***** The data *****

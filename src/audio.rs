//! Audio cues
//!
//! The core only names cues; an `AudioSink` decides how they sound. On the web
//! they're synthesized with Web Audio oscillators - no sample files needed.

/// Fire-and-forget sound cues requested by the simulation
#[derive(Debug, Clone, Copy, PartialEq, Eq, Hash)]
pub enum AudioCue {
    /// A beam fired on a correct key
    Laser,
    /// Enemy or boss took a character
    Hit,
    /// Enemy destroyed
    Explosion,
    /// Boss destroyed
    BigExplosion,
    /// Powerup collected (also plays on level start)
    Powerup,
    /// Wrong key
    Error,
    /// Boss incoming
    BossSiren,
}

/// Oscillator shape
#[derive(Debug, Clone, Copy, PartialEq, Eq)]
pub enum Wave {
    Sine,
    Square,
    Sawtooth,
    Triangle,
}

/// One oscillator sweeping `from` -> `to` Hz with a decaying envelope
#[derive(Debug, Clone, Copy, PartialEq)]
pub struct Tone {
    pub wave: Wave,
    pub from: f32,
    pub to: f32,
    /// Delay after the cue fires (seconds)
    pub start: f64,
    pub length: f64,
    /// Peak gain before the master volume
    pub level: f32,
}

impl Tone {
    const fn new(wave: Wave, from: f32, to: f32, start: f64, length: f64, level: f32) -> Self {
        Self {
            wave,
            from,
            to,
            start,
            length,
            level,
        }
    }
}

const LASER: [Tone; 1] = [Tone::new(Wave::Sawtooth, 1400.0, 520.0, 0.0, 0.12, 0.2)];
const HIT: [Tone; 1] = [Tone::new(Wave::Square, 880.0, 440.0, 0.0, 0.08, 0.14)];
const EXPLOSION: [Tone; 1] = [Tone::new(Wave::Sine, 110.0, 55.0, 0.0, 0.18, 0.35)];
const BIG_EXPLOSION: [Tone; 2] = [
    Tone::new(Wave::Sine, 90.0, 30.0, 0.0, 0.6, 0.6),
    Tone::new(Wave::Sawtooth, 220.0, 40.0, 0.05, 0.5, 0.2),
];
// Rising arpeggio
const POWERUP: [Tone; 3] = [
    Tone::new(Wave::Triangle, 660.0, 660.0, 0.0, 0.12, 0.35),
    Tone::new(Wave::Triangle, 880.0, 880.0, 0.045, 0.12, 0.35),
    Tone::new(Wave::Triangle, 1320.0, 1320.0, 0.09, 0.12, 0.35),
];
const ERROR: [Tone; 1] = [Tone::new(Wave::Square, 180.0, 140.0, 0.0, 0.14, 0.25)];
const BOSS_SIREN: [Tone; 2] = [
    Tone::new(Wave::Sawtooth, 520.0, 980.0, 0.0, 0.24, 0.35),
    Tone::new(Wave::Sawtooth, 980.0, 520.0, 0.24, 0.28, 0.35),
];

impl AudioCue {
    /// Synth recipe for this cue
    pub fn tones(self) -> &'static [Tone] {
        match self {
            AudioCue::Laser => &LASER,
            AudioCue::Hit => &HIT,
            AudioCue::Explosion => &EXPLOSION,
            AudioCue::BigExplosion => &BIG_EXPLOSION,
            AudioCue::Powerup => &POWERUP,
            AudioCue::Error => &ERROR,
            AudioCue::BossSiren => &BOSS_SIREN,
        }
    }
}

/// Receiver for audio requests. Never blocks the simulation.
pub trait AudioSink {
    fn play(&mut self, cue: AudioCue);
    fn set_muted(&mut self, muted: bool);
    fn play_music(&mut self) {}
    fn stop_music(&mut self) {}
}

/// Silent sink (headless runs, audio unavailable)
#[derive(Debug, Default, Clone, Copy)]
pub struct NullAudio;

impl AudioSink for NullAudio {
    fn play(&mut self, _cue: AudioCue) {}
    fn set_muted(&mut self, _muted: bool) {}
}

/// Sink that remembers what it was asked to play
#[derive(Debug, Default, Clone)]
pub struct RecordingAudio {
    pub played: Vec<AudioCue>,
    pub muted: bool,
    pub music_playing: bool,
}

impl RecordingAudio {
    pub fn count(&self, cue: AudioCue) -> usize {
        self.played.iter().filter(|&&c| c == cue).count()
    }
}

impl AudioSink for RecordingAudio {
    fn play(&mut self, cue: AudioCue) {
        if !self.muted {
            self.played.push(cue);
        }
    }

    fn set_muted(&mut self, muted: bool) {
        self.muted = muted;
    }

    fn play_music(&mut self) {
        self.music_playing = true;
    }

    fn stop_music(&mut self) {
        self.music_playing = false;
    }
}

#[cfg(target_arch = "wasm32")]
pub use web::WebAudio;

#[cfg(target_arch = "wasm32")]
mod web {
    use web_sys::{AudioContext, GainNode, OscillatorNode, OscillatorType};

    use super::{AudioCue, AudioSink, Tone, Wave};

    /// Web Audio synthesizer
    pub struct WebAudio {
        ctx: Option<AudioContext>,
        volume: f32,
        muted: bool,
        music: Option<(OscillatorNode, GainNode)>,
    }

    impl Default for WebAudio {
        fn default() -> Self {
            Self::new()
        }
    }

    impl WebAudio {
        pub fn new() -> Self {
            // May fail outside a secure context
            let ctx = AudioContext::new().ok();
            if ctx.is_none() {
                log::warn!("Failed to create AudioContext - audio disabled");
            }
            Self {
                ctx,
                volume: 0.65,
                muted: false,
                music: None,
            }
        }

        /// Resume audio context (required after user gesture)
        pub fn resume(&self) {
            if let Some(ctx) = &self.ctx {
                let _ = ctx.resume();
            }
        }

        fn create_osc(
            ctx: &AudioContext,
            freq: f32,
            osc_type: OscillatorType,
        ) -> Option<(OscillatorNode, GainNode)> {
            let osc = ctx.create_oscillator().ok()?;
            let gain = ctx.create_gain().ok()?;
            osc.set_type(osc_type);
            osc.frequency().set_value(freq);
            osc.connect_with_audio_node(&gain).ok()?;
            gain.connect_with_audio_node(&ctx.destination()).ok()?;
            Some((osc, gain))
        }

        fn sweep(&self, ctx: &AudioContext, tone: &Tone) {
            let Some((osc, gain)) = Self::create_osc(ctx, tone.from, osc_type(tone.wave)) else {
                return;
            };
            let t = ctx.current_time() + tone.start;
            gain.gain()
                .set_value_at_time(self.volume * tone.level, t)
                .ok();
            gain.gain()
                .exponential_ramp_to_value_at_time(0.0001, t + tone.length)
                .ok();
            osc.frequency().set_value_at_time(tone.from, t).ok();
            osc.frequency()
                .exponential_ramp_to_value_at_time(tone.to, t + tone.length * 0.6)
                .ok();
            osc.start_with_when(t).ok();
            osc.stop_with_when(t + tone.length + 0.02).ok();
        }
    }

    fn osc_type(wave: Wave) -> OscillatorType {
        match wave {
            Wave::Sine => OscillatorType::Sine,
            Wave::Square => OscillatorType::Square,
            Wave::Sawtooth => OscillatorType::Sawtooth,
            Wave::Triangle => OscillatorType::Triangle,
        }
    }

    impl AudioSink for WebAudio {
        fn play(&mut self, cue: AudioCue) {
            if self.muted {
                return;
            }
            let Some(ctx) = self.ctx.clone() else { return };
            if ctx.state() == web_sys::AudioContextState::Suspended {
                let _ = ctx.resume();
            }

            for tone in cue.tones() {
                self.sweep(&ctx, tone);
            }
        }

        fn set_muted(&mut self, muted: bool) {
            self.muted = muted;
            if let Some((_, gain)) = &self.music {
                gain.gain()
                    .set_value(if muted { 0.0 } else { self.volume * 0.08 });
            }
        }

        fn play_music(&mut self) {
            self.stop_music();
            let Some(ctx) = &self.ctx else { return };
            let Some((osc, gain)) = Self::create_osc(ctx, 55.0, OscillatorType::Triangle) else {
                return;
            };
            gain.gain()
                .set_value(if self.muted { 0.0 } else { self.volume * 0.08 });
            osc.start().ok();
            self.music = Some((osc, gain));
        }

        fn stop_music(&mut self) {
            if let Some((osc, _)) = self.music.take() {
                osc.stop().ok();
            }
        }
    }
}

*****

• [What to do]
The answer must consist solely of the number of lines in the entries that contain the word "OscillatorType".

• [Answer for the task]
8